Transcriptomic Immaturity, Inducible by Neural Hyperexcitation, Is Shared by Multiple Neuropsychiatric Disorders, Including Schizophrenia, Alzheimer Disorders, and ALS; Gene Expression Patterns for Synaptic Function & Chromosomal Modification ID’d

Two gene expression patterns—decreases in maturity markers and increases in immaturity markers—have been found by a group that noted the need for biomarkers to improve diagnosis of neuropsychiatric disorders, which are often associated with excitatory/inhibitory imbalances in neural transmission and abnormal maturation. The researchers, from Fujita Health University and Astellis Pharma in Japan, and Astellis Research Institute of America in San Diego, characterized different disease conditions by mapping changes in the expression patterns of maturation-related genes whose expression had been altered by experimental neural hyperexcitation in published studies.
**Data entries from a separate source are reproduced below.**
//! BX Compiler Library
//!
//! Compiles BX source to x86-64 System V assembly through a fixed pipeline:
//!
//! ```text
//! source -> tokens -> AST -> typed AST -> TAC -> CFG -> TAC -> assembly
//! ```
//!
//! Phases run sequentially and the first error aborts with a positioned
//! diagnostic. The optimizer (unreachable-code elimination, block
//! coalescing, jump threading, copy propagation, dead-copy elimination) is
//! applied between lowering and assembly when enabled.
//!
//! Compiled programs call two runtime symbols, `__bx_print_int` and
//! `__bx_print_bool`; link the emitted assembly against `libbx_runtime.a`
//! (the sibling `bx-runtime` crate) to produce a runnable binary.

pub mod asm;
pub mod ast;
pub mod cfg;
pub mod error;
pub mod lexer;
pub mod lower;
pub mod parser;
pub mod scope;
pub mod tac;
pub mod typecheck;
pub mod types;

pub use error::{CompileError, ErrorKind};
pub use lower::Context;
pub use parser::Parser;
pub use tac::{Instr, Opcode};
pub use types::Type;

use cfg::opt;
use serde_json::{Value, json};
use std::fs;
use std::path::Path;
use tracing::info;

/// Parse, type check, and lower a source string to TAC.
pub fn compile_to_tac(source: &str) -> Result<(Vec<Instr>, Context), CompileError> {
    info!("parsing");
    let mut program = Parser::new(source)?.parse()?;
    info!("type checking");
    typecheck::type_check(&mut program)?;
    info!("lowering to TAC");
    let (instr, ctx) = lower::lower_program(&program)?;
    info!(instructions = instr.len(), "lowering done");
    Ok((instr, ctx))
}

/// Compile a source string all the way to assembly text.
pub fn compile_to_asm(source: &str, enable_opt: bool) -> Result<String, CompileError> {
    let (mut instr, mut ctx) = compile_to_tac(source)?;
    if enable_opt {
        let before = instr.len();
        instr = opt::run_pipeline(&mut ctx, instr);
        info!(before, after = instr.len(), "optimization round done");
    }
    info!("assembling");
    asm::assemble(&ctx, &instr)
}

/// JSON dump of the IR: global initializers as raw instruction objects,
/// then one `{"proc": name, "body": [...]}` entry per procedure.
pub fn tac_json(ctx: &Context, instr: &[Instr]) -> Value {
    let mut entries: Vec<Value> = ctx.globals.iter().map(Instr::to_json).collect();
    for &(start, finish) in &ctx.procs {
        let name = instr[start].result.clone().unwrap_or_default();
        let body: Vec<Value> = instr[start + 1..=finish].iter().map(Instr::to_json).collect();
        entries.push(json!({"proc": name, "body": body}));
    }
    Value::Array(entries)
}

/// Compile a `.bx` file to `<stem>.s` and `<stem>.tac.json`.
///
/// The JSON dump reflects the IR actually assembled, i.e. the optimized
/// form when `enable_opt` is set.
pub fn compile_file(input: &Path, output_stem: &Path, enable_opt: bool) -> Result<(), String> {
    let source = fs::read_to_string(input)
        .map_err(|e| format!("failed to read '{}': {}", input.display(), e))?;

    let (mut instr, mut ctx) = compile_to_tac(&source).map_err(|e| e.to_string())?;
    if enable_opt {
        let before = instr.len();
        instr = opt::run_pipeline(&mut ctx, instr);
        info!(before, after = instr.len(), "optimization round done");
    }

    let json_path = output_stem.with_extension("tac.json");
    let json = serde_json::to_string_pretty(&tac_json(&ctx, &instr))
        .map_err(|e| format!("failed to serialize IR: {}", e))?;
    fs::write(&json_path, json)
        .map_err(|e| format!("failed to write '{}': {}", json_path.display(), e))?;
    info!(path = %json_path.display(), "wrote IR dump");

    info!("assembling");
    let text = asm::assemble(&ctx, &instr).map_err(|e| e.to_string())?;
    let asm_path = output_stem.with_extension("s");
    fs::write(&asm_path, text)
        .map_err(|e| format!("failed to write '{}': {}", asm_path.display(), e))?;
    info!(path = %asm_path.display(), "wrote assembly");

    Ok(())
}
pub struct Assembler<'a> {
    ctx: &'a Context,
    instr: &'a [Instr],
    out: String,
    /// proc name -> (temp -> dense slot index)
    slots: HashMap<String, HashMap<Temp, usize>>,
    /// temp -> name of the procedure defining it
    func_of_temp: HashMap<Temp, String>,
    /// proc name -> linker-visible symbol
    asm_name: HashMap<String, String>,
    /// proc name -> declared parameter slot count
    param_slots: HashMap<String, usize>,
    current_func: String,
    args_on_stack: usize,
    /// alternates the static-link scratch between %r11 and %r12
    link_scratch_flip: bool,
}

/// Assemble the whole program to GAS-syntax text.
pub fn assemble(ctx: &Context, instr: &[Instr]) -> Result<String> {
    Assembler::new(ctx, instr).run()
}

impl<'a> Assembler<'a> {
    pub fn new(ctx: &'a Context, instr: &'a [Instr]) -> Self {
        Assembler {
            ctx,
            instr,
            out: String::new(),
            slots: HashMap::new(),
            func_of_temp: HashMap::new(),
            asm_name: HashMap::new(),
            param_slots: HashMap::new(),
            current_func: String::new(),
            args_on_stack: 0,
            link_scratch_flip: false,
        }
    }

    pub fn run(mut self) -> Result<String> {
        self.emit_globals()?;
        self.build_maps()?;

        for &(start, finish) in &self.ctx.procs {
            let name = self.proc_name(start)?;
            let symbol = self.asm_name[&name].clone();
            self.emit("");
            self.emit(format!("\t.globl {}", symbol));
            self.emit("\t.text");
            self.emit(format!("{}:", symbol));
            self.assemble_proc(&name, start, finish)?;
        }

        debug!(bytes = self.out.len(), "assembly emitted");
        Ok(self.out)
    }

    fn emit(&mut self, line: impl AsRef<str>) {
        self.out.push_str(line.as_ref());
        self.out.push('\n');
    }

    fn proc_name(&self, start: usize) -> Result<String> {
        self.instr[start].result.clone().ok_or_else(|| {
            CompileError::new(ErrorKind::Codegen, "proc instruction without a name")
        })
    }

    fn emit_globals(&mut self) -> Result<()> {
        for tac in &self.ctx.globals {
            let Some(result) = &tac.result else {
                return Err(CompileError::new(
                    ErrorKind::Codegen,
                    "global initializer without a target",
                ));
            };
            let name = result.trim_start_matches('@');
            self.emit(format!("\t.globl {}", name));
            self.emit("\t.data");
            self.emit(format!("{}:\t.quad {}", name, tac.args[0]));
        }
        Ok(())
    }

    /// First pass: linker symbols, defining procedure of each temporary,
    /// and dense per-procedure slot indices.
    fn build_maps(&mut self) -> Result<()> {
        for (count, &(start, finish)) in self.ctx.procs.iter().enumerate() {
            let name = self.proc_name(start)?;

            let symbol = if name == "main" {
                "main".to_string()
            } else {
                format!("{}{}", name.replace(':', "_"), count + 1)
            };
            self.asm_name.insert(name.clone(), symbol);
            self.param_slots
                .insert(name.clone(), self.instr[start].args.len() + 1);

            for tac in &self.instr[start + 1..=finish] {
                if let Some(result) = &tac.result
                    && is_ordinary(result)
                {
                    self.func_of_temp
                        .entry(result.clone())
                        .or_insert_with(|| name.clone());
                }
            }
        }

        // Slots are per defining procedure; an operand that belongs to an
        // enclosing procedure is addressed through that procedure's table.
        for &(start, finish) in &self.ctx.procs {
            let name = self.proc_name(start)?;
            let mut table: HashMap<Temp, usize> = HashMap::new();
            for tac in &self.instr[start + 1..=finish] {
                for operand in tac.args.iter().chain(tac.result.iter()) {
                    if is_ordinary(operand)
                        && self.func_of_temp.get(operand) == Some(&name)
                        && !table.contains_key(operand)
                    {
                        table.insert(operand.clone(), table.len());
                    }
                }
            }
            self.slots.insert(name, table);
        }
        Ok(())
    }

    fn assemble_proc(&mut self, name: &str, start: usize, finish: usize) -> Result<()> {
        self.current_func = name.to_string();
        self.args_on_stack = 0;

        let slot_count = self.slots[name].len();
        let params = self.param_slots[name];
        let mut stack_size = slot_count + 2 + params;
        stack_size = (stack_size + 1) / 2 * 2;

        self.emit("\tpushq %rbp");
        self.emit("\tmovq %rsp, %rbp");
        self.emit(format!("\tsubq ${}, %rsp", 8 * stack_size));

        let instr = self.instr;
        for tac in &instr[start + 1..=finish] {
            self.assemble_instr(tac)?;
        }
        Ok(())
    }

    /// Memory or register operand for a TAC operand, emitting static-link
    /// walk code when the temporary belongs to an enclosing procedure.
    fn operand(&mut self, temp: &str) -> Result<String> {
        if is_global(temp) {
            return Ok(format!("{}(%rip)", temp.trim_start_matches('@')));
        }

        if is_param(temp) {
            let index: usize = temp[2..].parse().map_err(|_| {
                CompileError::new(
                    ErrorKind::Codegen,
                    format!("malformed parameter temporary '{}'", temp),
                )
            })?;
            return Ok(if index < 6 {
                ARG_REGISTERS[index].to_string()
            } else {
                format!("{}(%rbp)", 8 * (index - 6 + 2))
            });
        }

        if !is_ordinary(temp) {
            return Err(CompileError::new(
                ErrorKind::Codegen,
                format!("'{}' cannot be materialized as an operand", temp),
            ));
        }

        let owner = self.func_of_temp.get(temp).cloned().ok_or_else(|| {
            CompileError::new(
                ErrorKind::Codegen,
                format!("temporary '{}' has no defining procedure", temp),
            )
        })?;
        let slot = self.slots[&owner][temp];

        if owner == self.current_func {
            return Ok(format!("-{}(%rbp)", 8 * (slot + 2)));
        }

        // Captured: the owner must be a lexical ancestor. Walk the static
        // link chain one hop per nesting level.
        let current_depth = self.current_func.split("::").count();
        let owner_depth = owner.split("::").count();
        let is_ancestor = self
            .current_func
            .starts_with(&format!("{}::", owner));
        if !is_ancestor || owner_depth >= current_depth {
            return Err(CompileError::new(
                ErrorKind::Codegen,
                format!(
                    "temporary '{}' of '{}' is not reachable from '{}'",
                    temp, owner, self.current_func
                ),
            ));
        }
        let delta = current_depth - owner_depth;

        let scratch = if self.link_scratch_flip { "%r12" } else { "%r11" };
        self.link_scratch_flip = !self.link_scratch_flip;

        self.emit(format!("\tmovq -8(%rbp), {}", scratch));
        for _ in 1..delta {
            self.emit(format!("\tmovq -8({0}), {0}", scratch));
        }
        Ok(format!("-{}({})", 8 * (slot + 2), scratch))
    }

    fn assemble_instr(&mut self, tac: &Instr) -> Result<()> {
        match tac.opcode {
            Opcode::Label => {
                self.emit(format!("{}:", tac.args[0].trim_start_matches('%')));
            }
            Opcode::Const => {
                let dst = self.operand(self.result(tac)?)?;
                let value = &tac.args[0];
                match value.parse::<i64>() {
                    Ok(n) if i32::try_from(n).is_ok() => {
                        self.emit(format!("\tmovq ${}, {}", n, dst));
                    }
                    Ok(n) => {
                        // 64-bit immediates cannot go straight to memory
                        self.emit(format!("\tmovabsq ${}, %r10", n));
                        self.emit(format!("\tmovq %r10, {}", dst));
                    }
                    Err(_) => {
                        // a code pointer: resolve through the symbol map
                        let symbol = self
                            .asm_name
                            .get(value)
                            .cloned()
                            .unwrap_or_else(|| value.clone());
                        self.emit(format!("\tmovq ${}, {}", symbol, dst));
                    }
                }
            }
            Opcode::Copy => {
                let src = self.operand(&tac.args[0])?;
                // the flagged two-argument form stores the incoming static
                // link at its fixed frame slot
                let dst = if tac.args.len() == 2 {
                    "-8(%rbp)".to_string()
                } else {
                    self.operand(self.result(tac)?)?
                };
                self.emit(format!("\tmovq {}, %r10", src));
                self.emit(format!("\tmovq %r10, {}", dst));
            }
            Opcode::Add | Opcode::Sub | Opcode::And | Opcode::Or | Opcode::Xor => {
                let mnemonic = match tac.opcode {
                    Opcode::Add => "addq",
                    Opcode::Sub => "subq",
                    Opcode::And => "andq",
                    Opcode::Or => "orq",
                    _ => "xorq",
                };
                let lhs = self.operand(&tac.args[0])?;
                let rhs = self.operand(&tac.args[1])?;
                let dst = self.operand(self.result(tac)?)?;
                self.emit(format!("\tmovq {}, %r10", lhs));
                self.emit(format!("\t{} {}, %r10", mnemonic, rhs));
                self.emit(format!("\tmovq %r10, {}", dst));
            }
            Opcode::Neg | Opcode::Not => {
                let mnemonic = if tac.opcode == Opcode::Neg {
                    "negq"
                } else {
                    "notq"
                };
                let src = self.operand(&tac.args[0])?;
                let dst = self.operand(self.result(tac)?)?;
                self.emit(format!("\tmovq {}, %r10", src));
                self.emit(format!("\t{} %r10", mnemonic));
                self.emit(format!("\tmovq %r10, {}", dst));
            }
            Opcode::Mul => {
                let lhs = self.operand(&tac.args[0])?;
                let rhs = self.operand(&tac.args[1])?;
                let dst = self.operand(self.result(tac)?)?;
                self.emit(format!("\tmovq {}, %rax", lhs));
                self.emit(format!("\tmovq {}, %r10", rhs));
                self.emit("\timulq %r10");
                self.emit(format!("\tmovq %rax, {}", dst));
            }
            Opcode::Div | Opcode::Mod => {
                let lhs = self.operand(&tac.args[0])?;
                let rhs = self.operand(&tac.args[1])?;
                let dst = self.operand(self.result(tac)?)?;
                // the divisor goes through %r10: cqto clobbers %rdx, which
                // may hold an argument register operand
                self.emit(format!("\tmovq {}, %rax", lhs));
                self.emit(format!("\tmovq {}, %r10", rhs));
                self.emit("\tcqto");
                self.emit("\tidivq %r10");
                let result_reg = if tac.opcode == Opcode::Div {
                    "%rax"
                } else {
                    "%rdx"
                };
                self.emit(format!("\tmovq {}, {}", result_reg, dst));
            }
            Opcode::Shl | Opcode::Shr => {
                let mnemonic = if tac.opcode == Opcode::Shl {
                    "salq"
                } else {
                    "sarq"
                };
                let lhs = self.operand(&tac.args[0])?;
                let rhs = self.operand(&tac.args[1])?;
                let dst = self.operand(self.result(tac)?)?;
                // value before count: the count clobbers %rcx, which may be
                // the register holding the value operand
                self.emit(format!("\tmovq {}, %r10", lhs));
                self.emit(format!("\tmovq {}, %rcx", rhs));
                self.emit(format!("\t{} %cl, %r10", mnemonic));
                self.emit(format!("\tmovq %r10, {}", dst));
            }
            Opcode::Jmp => {
                let target = tac.jmp_target().ok_or_else(|| {
                    CompileError::new(ErrorKind::Codegen, "jmp without a target")
                })?;
                self.emit(format!("\tjmp {}", target.trim_start_matches('%')));
            }
            Opcode::Jz | Opcode::Jnz | Opcode::Jl | Opcode::Jle | Opcode::Jg | Opcode::Jge => {
                let src = self.operand(&tac.args[0])?;
                let target = self.result(tac)?.trim_start_matches('%').to_string();
                self.emit(format!("\tcmpq $0, {}", src));
                self.emit(format!("\t{} {}", tac.opcode.as_str(), target));
            }
            Opcode::Param => {
                let index: usize = self.result(tac)?.parse().map_err(|_| {
                    CompileError::new(ErrorKind::Codegen, "param with a non-numeric index")
                })?;
                let src = self.operand(&tac.args[0])?;
                if index <= 6 {
                    self.emit(format!("\tmovq {}, {}", src, ARG_REGISTERS[index - 1]));
                } else {
                    // params arrive highest index first; pad once up front
                    // so the stack stays 16-byte aligned at the call
                    if self.args_on_stack == 0 && (index - 6) % 2 == 1 {
                        self.emit("\tsubq $8, %rsp");
                        self.args_on_stack = 1;
                    }
                    self.emit(format!("\tpushq {}", src));
                    self.args_on_stack += 1;
                }
            }
            Opcode::Call => {
                let code_ptr = self.operand(&tac.args[0])?;
                self.emit(format!("\tcall *{}", code_ptr));
                if self.args_on_stack > 0 {
                    let pop = (self.args_on_stack + 1) / 2 * 2;
                    self.emit(format!("\taddq ${}, %rsp", 8 * pop));
                    self.args_on_stack = 0;
                }
                if let Some(result) = &tac.result {
                    let dst = self.operand(result)?;
                    self.emit(format!("\tmovq %rax, {}", dst));
                }
            }
            Opcode::Ret => {
                if let Some(value) = tac.args.first() {
                    let src = self.operand(value)?;
                    self.emit(format!("\tmovq {}, %rax", src));
                } else {
                    self.emit("\tmovq $0, %rax");
                }
                self.emit("\tmovq %rbp, %rsp");
                self.emit("\tpopq %rbp");
                self.emit("\tretq");
            }
            Opcode::GetFp => {
                let dst = self.operand(self.result(tac)?)?;
                self.emit("\tmovq %rbp, %r10");
                self.emit(format!("\tmovq %r10, {}", dst));
            }
            Opcode::Proc => {}
        }
        Ok(())
    }

    fn result<'t>(&self, tac: &'t Instr) -> Result<&'t Temp> {
        tac.result.as_ref().ok_or_else(|| {
            CompileError::new(
                ErrorKind::Codegen,
                format!("'{}' instruction is missing its result", tac.opcode),
            )
        })
    }
}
The scientists found that genes for maturity markers were characterized over-representation of genes related to synaptic function, while the genes for immaturity markers were characterized by over-representation of genes related to chromosomal modification. The research team used these two groups of biomarker genes (maturity & immaturity markers) in a transdiagnostic analysis of 87 disease datasets for eight neuropsychiatric disorders and 12 datasets from corresponding animal models. The scientists found that transcriptomic pseudoimmaturity, inducible by neural hyperexcitation, is shared by multiple neuropsychiatric disorders, such as schizophrenia, Alzheimer disorders, and amyotrophic lateral sclerosis (ALS or Lou Gehrig’s disease). The research said that “our results indicate that this endophenotype serves as a basis for the transdiagnostic characterization of these disorders.” The new work was reported in article published online on January 22, 2019 in Communications Biology. The open-access article is titled “Transcriptomic Immaturity Inducible by Neural Hyperexcitation Is Shared by Multiple Neuropsychiatric Disorders.”